12. Para realizar el aislamiento tanto la muestra a analizar y el resto del material necesario (tubos, placas...) se deben de trabajar dentro del área de esterilidad, evitando tocar los bordes y/o bocas de los recipientes.
13. El asa de siembra se esteriliza al mechero (flamear hasta incandescencia) y después enfriar en la proximidad de la llama (unos 10 segundos), para posteriormente tomar una muestra del alimento modelo y sembrar por estría sobre la superficie del agar solidificado, tal y como se muestra en la siguiente Figura 1.

[pic 1]

[pic 2]

Nota: Si la muestra está en un tubo, quitar el tapón y flamear la boca del tubo.

1. Tomar una muestra con el asa previamente flameada y fría, inocular la muestra haciendo 4 estrías simples de lado a lado sobre agar.
2. Flamear el asa de inoculación y hacer girar la caja de Petri un cuarto de vuelta.
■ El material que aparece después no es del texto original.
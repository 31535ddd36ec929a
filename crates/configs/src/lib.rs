use anyhow::Result;
use serde::Deserialize;
use anyhow::anyhow;

#[derive(Debug, Clone, Deserialize, Default)]
pub struct AppConfig {
    #[serde(default)]
    pub server: ServerConfig,
    #[serde(default)]
    pub database: DatabaseConfig,
    #[serde(default)]
    pub auth: AuthConfig,
    #[serde(default)]
    pub uploads: UploadConfig,
    #[serde(default)]
    pub logging: LoggingConfig,
}

#[derive(Debug, Clone, Deserialize)]
pub struct ServerConfig {
    pub host: String,
    pub port: u16,
    #[serde(default)]
    pub worker_threads: Option<usize>,
}

impl Default for ServerConfig {
    fn default() -> Self {
        Self { host: "127.0.0.1".into(), port: 8000, worker_threads: Some(4) }
    }
}

#[derive(Debug, Clone, Deserialize)]
pub struct DatabaseConfig {
    #[serde(default)]
    pub url: String,
    #[serde(default = "default_max_connections")]
    pub max_connections: u32,
    #[serde(default = "default_min_connections")]
    pub min_connections: u32,
    #[serde(default = "default_connect_timeout")]
    pub connect_timeout_secs: u64,
    #[serde(default = "default_idle_timeout")]
    pub idle_timeout_secs: u64,
    #[serde(default = "default_max_lifetime")]
    pub max_lifetime_secs: u64,
    #[serde(default = "default_acquire_timeout")]
    pub acquire_timeout_secs: u64,
    #[serde(default)]
    pub sqlx_logging: bool,
}

impl Default for DatabaseConfig {
    fn default() -> Self {
        Self {
            url: String::new(),
            max_connections: default_max_connections(),
            min_connections: default_min_connections(),
            connect_timeout_secs: default_connect_timeout(),
            idle_timeout_secs: default_idle_timeout(),
            max_lifetime_secs: default_max_lifetime(),
            acquire_timeout_secs: default_acquire_timeout(),
            sqlx_logging: false,
        }
    }
}

fn default_max_connections() -> u32 { 10 }
fn default_min_connections() -> u32 { 2 }
fn default_connect_timeout() -> u64 { 30 }
fn default_idle_timeout() -> u64 { 600 }
fn default_max_lifetime() -> u64 { 3600 }
fn default_acquire_timeout() -> u64 { 30 }

/// Token signing settings.
#[derive(Debug, Clone, Deserialize)]
pub struct AuthConfig {
    #[serde(default = "default_secret_key")]
    pub secret_key: String,
    #[serde(default = "default_token_expire_minutes")]
    pub access_token_expire_minutes: i64,
}

impl Default for AuthConfig {
    fn default() -> Self {
        Self { secret_key: default_secret_key(), access_token_expire_minutes: default_token_expire_minutes() }
    }
}

fn default_secret_key() -> String { "change-me-in-env".into() }
fn default_token_expire_minutes() -> i64 { 30 }

/// Where uploaded resumes land and how large they may be.
#[derive(Debug, Clone, Deserialize)]
pub struct UploadConfig {
    #[serde(default = "default_upload_dir")]
    pub dir: String,
    #[serde(default = "default_max_resume_size_mb")]
    pub max_resume_size_mb: u64,
}

impl Default for UploadConfig {
    fn default() -> Self {
        Self { dir: default_upload_dir(), max_resume_size_mb: default_max_resume_size_mb() }
    }
}

impl UploadConfig {
    pub fn max_resume_bytes(&self) -> usize {
        (self.max_resume_size_mb as usize) * 1024 * 1024
    }
}

fn default_upload_dir() -> String { "uploads".into() }
fn default_max_resume_size_mb() -> u64 { 5 }

#[derive(Debug, Clone, Deserialize, Default)]
pub struct LoggingConfig {
    /// "json" switches to structured output; anything else is compact text.
    #[serde(default)]
    pub format: Option<String>,
}

impl LoggingConfig {
    pub fn is_json(&self) -> bool {
        matches!(self.format.as_deref(), Some(f) if f.eq_ignore_ascii_case("json"))
    }
}

/// `CONFIG_PATH` (default `config.toml`); a missing file yields defaults.
pub fn load_default() -> Result<AppConfig> {
    let path = std::env::var("CONFIG_PATH").unwrap_or_else(|_| "config.toml".to_string());
    load_optional(&path)
}

/// Defaults when `path` does not exist; read and parse errors propagate.
pub fn load_optional(path: &str) -> Result<AppConfig> {
    match std::fs::read_to_string(path) {
        Ok(content) => toml::from_str(&content).map_err(|e| anyhow!("invalid config file {path}: {e}")),
        Err(e) if e.kind() == std::io::ErrorKind::NotFound => Ok(AppConfig::default()),
        Err(e) => Err(anyhow!("cannot read config file {path}: {e}")),
    }
}

impl AppConfig {
    /// Load `config.toml` if present (defaults otherwise), apply environment
    /// overrides and validate.
    pub fn load_and_validate() -> Result<Self> {
        let mut cfg = load_default()?;
        cfg.apply_env_with(|k| std::env::var(k).ok());
        cfg.normalize_and_validate()?;
        Ok(cfg)
    }

    /// Apply overrides from a variable lookup (normally the process environment).
    pub fn apply_env_with(&mut self, lookup: impl Fn(&str) -> Option<String>) {
        if let Some(url) = lookup("DATABASE_URL").filter(|v| !v.trim().is_empty()) {
            self.database.url = url;
        }
        if let Some(secret) = lookup("SECRET_KEY").filter(|v| !v.trim().is_empty()) {
            self.auth.secret_key = secret;
        }
        if let Some(mins) = lookup("ACCESS_TOKEN_EXPIRE_MINUTES").and_then(|v| v.parse::<i64>().ok()) {
            self.auth.access_token_expire_minutes = mins;
        }
        if let Some(host) = lookup("SERVER_HOST") {
            self.server.host = host;
        }
        if let Some(port) = lookup("SERVER_PORT").and_then(|p| p.parse::<u16>().ok()) {
            self.server.port = port;
        }
        if let Some(w) = lookup("TOKIO_WORKER_THREADS").and_then(|v| v.parse::<usize>().ok()) {
            self.server.worker_threads = Some(w);
        }
        if let Some(dir) = lookup("UPLOAD_DIR").filter(|v| !v.trim().is_empty()) {
            self.uploads.dir = dir;
        }
        if let Some(fmt) = lookup("LOG_FORMAT") {
            self.logging.format = Some(fmt);
        }
    }

    pub fn normalize_and_validate(&mut self) -> Result<()> {
        self.server.normalize()?;
        self.database.validate()?;
        self.auth.validate()?;
        if self.uploads.max_resume_size_mb == 0 {
            return Err(anyhow!("uploads.max_resume_size_mb must be >= 1"));
        }
        Ok(())
    }
}

impl ServerConfig {
    fn normalize(&mut self) -> Result<()> {
        if self.host.trim().is_empty() {
            self.host = "127.0.0.1".to_string();
        }
        if self.port == 0 {
            return Err(anyhow!("server.port must be in 1..=65535"));
        }
        match self.worker_threads {
            Some(0) | None => self.worker_threads = Some(4),
            Some(_) => {}
        }
        Ok(())
    }
}

impl DatabaseConfig {
    pub fn validate(&self) -> Result<()> {
        if self.url.trim().is_empty() {
            return Err(anyhow!("database.url is empty; set it in config.toml or DATABASE_URL"));
        }
        let lower = self.url.to_lowercase();
        if !(lower.starts_with("postgresql://") || lower.starts_with("postgres://")) {
            return Err(anyhow!("database.url must start with postgresql:// or postgres://"));
        }
        if self.min_connections == 0 {
            return Err(anyhow!("database.min_connections must be >= 1"));
        }
        if self.max_connections < self.min_connections {
            return Err(anyhow!("database.max_connections must be >= min_connections"));
        }
        if self.connect_timeout_secs == 0 || self.acquire_timeout_secs == 0 {
            return Err(anyhow!("database timeouts must be positive seconds"));
        }
        Ok(())
    }
}

impl AuthConfig {
    pub fn validate(&self) -> Result<()> {
        if self.secret_key.trim().is_empty() {
            return Err(anyhow!("auth.secret_key is empty; set SECRET_KEY"));
        }
        if self.access_token_expire_minutes <= 0 {
            return Err(anyhow!("auth.access_token_expire_minutes must be > 0"));
        }
        Ok(())
    }
}

#[cfg(test)]
mod tests {
    use super::*;
    use std::collections::HashMap;

    fn env(pairs: &[(&str, &str)]) -> impl Fn(&str) -> Option<String> {
        let map: HashMap<String, String> = pairs.iter().map(|(k, v)| (k.to_string(), v.to_string())).collect();
        move |k| map.get(k).cloned()
    }

    #[test]
    fn parses_toml_sections_with_defaults() {
        let cfg: AppConfig = toml::from_str(
            r#"
            [server]
            host = "0.0.0.0"
            port = 9000

            [database]
            url = "postgres://u:p@db/jobs"
            "#,
        )
        .unwrap();
        assert_eq!(cfg.server.port, 9000);
        assert_eq!(cfg.database.max_connections, 10);
        assert_eq!(cfg.auth.access_token_expire_minutes, 30);
        assert_eq!(cfg.uploads.dir, "uploads");
        assert_eq!(cfg.uploads.max_resume_bytes(), 5 * 1024 * 1024);
    }

    #[test]
    fn env_overrides_database_and_secret() {
        let mut cfg = AppConfig::default();
        cfg.apply_env_with(env(&[
            ("DATABASE_URL", "postgresql://localhost/jobs"),
            ("SECRET_KEY", "s3cret"),
            ("ACCESS_TOKEN_EXPIRE_MINUTES", "90"),
            ("SERVER_PORT", "8123"),
        ]));
        assert_eq!(cfg.database.url, "postgresql://localhost/jobs");
        assert_eq!(cfg.auth.secret_key, "s3cret");
        assert_eq!(cfg.auth.access_token_expire_minutes, 90);
        assert_eq!(cfg.server.port, 8123);
        assert!(cfg.normalize_and_validate().is_ok());
    }

    #[test]
    fn blank_env_values_do_not_clobber() {
        let mut cfg = AppConfig::default();
        cfg.database.url = "postgres://keep".into();
        cfg.apply_env_with(env(&[("DATABASE_URL", "  "), ("SECRET_KEY", "")]));
        assert_eq!(cfg.database.url, "postgres://keep");
        assert_eq!(cfg.auth.secret_key, "change-me-in-env");
    }

    #[test]
    fn rejects_missing_or_foreign_database_url() {
        let mut cfg = AppConfig::default();
        assert!(cfg.normalize_and_validate().is_err());
        cfg.database.url = "mysql://localhost/jobs".into();
        assert!(cfg.normalize_and_validate().is_err());
    }

    #[test]
    fn rejects_inverted_pool_bounds() {
        let mut cfg = AppConfig::default();
        cfg.database.url = "postgres://localhost/jobs".into();
        cfg.database.min_connections = 5;
        cfg.database.max_connections = 2;
        assert!(cfg.normalize_and_validate().is_err());
    }

    #[test]
    fn zero_worker_threads_fall_back() {
        let mut cfg = AppConfig::default();
        cfg.database.url = "postgres://localhost/jobs".into();
        cfg.server.worker_threads = Some(0);
        cfg.normalize_and_validate().unwrap();
        assert_eq!(cfg.server.worker_threads, Some(4));
    }

    fn scratch_file(name: &str, content: &str) -> String {
        let path = std::env::temp_dir().join(format!("jt-configs-{}-{name}", std::process::id()));
        std::fs::write(&path, content).unwrap();
        path.to_string_lossy().to_string()
    }

    #[test]
    fn missing_file_falls_back_to_defaults() {
        let path = std::env::temp_dir().join("jt-configs-does-not-exist.toml");
        let cfg = load_optional(&path.to_string_lossy()).unwrap();
        assert_eq!(cfg.server.port, 8000);
    }

    #[test]
    fn malformed_file_is_an_error() {
        let path = scratch_file("bad.toml", "[server]\nport = 9999\n[database]\nmax_connections = \"lots\"\n");
        let err = load_optional(&path).unwrap_err();
        assert!(err.to_string().contains("invalid config file"), "{err}");
        let _ = std::fs::remove_file(&path);
    }

    #[test]
    fn existing_file_is_loaded() {
        let path = scratch_file("good.toml", "[server]\nhost = \"0.0.0.0\"\nport = 9999\n");
        let cfg = load_optional(&path).unwrap();
        assert_eq!(cfg.server.port, 9999);
        let _ = std::fs::remove_file(&path);
    }

    #[test]
    fn log_format_switch() {
        let mut cfg = AppConfig::default();
        assert!(!cfg.logging.is_json());
        cfg.apply_env_with(env(&[("LOG_FORMAT", "JSON")]));
        assert!(cfg.logging.is_json());
    }
}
Abrir nuevamente la caja y enfriar el asa de siembra tocando la superficie del medio lejos de la zona de estrías recién hechas.
3. Rozar con el asa una vez la superficie del conjunto original de estrías y hacer un segundo grupo de estrías en el segundo cuadrante como en el caso anterior.
4. Repetir el procedimiento 15 y 16 consecutivamente hasta cubrir toda la superficie del agar.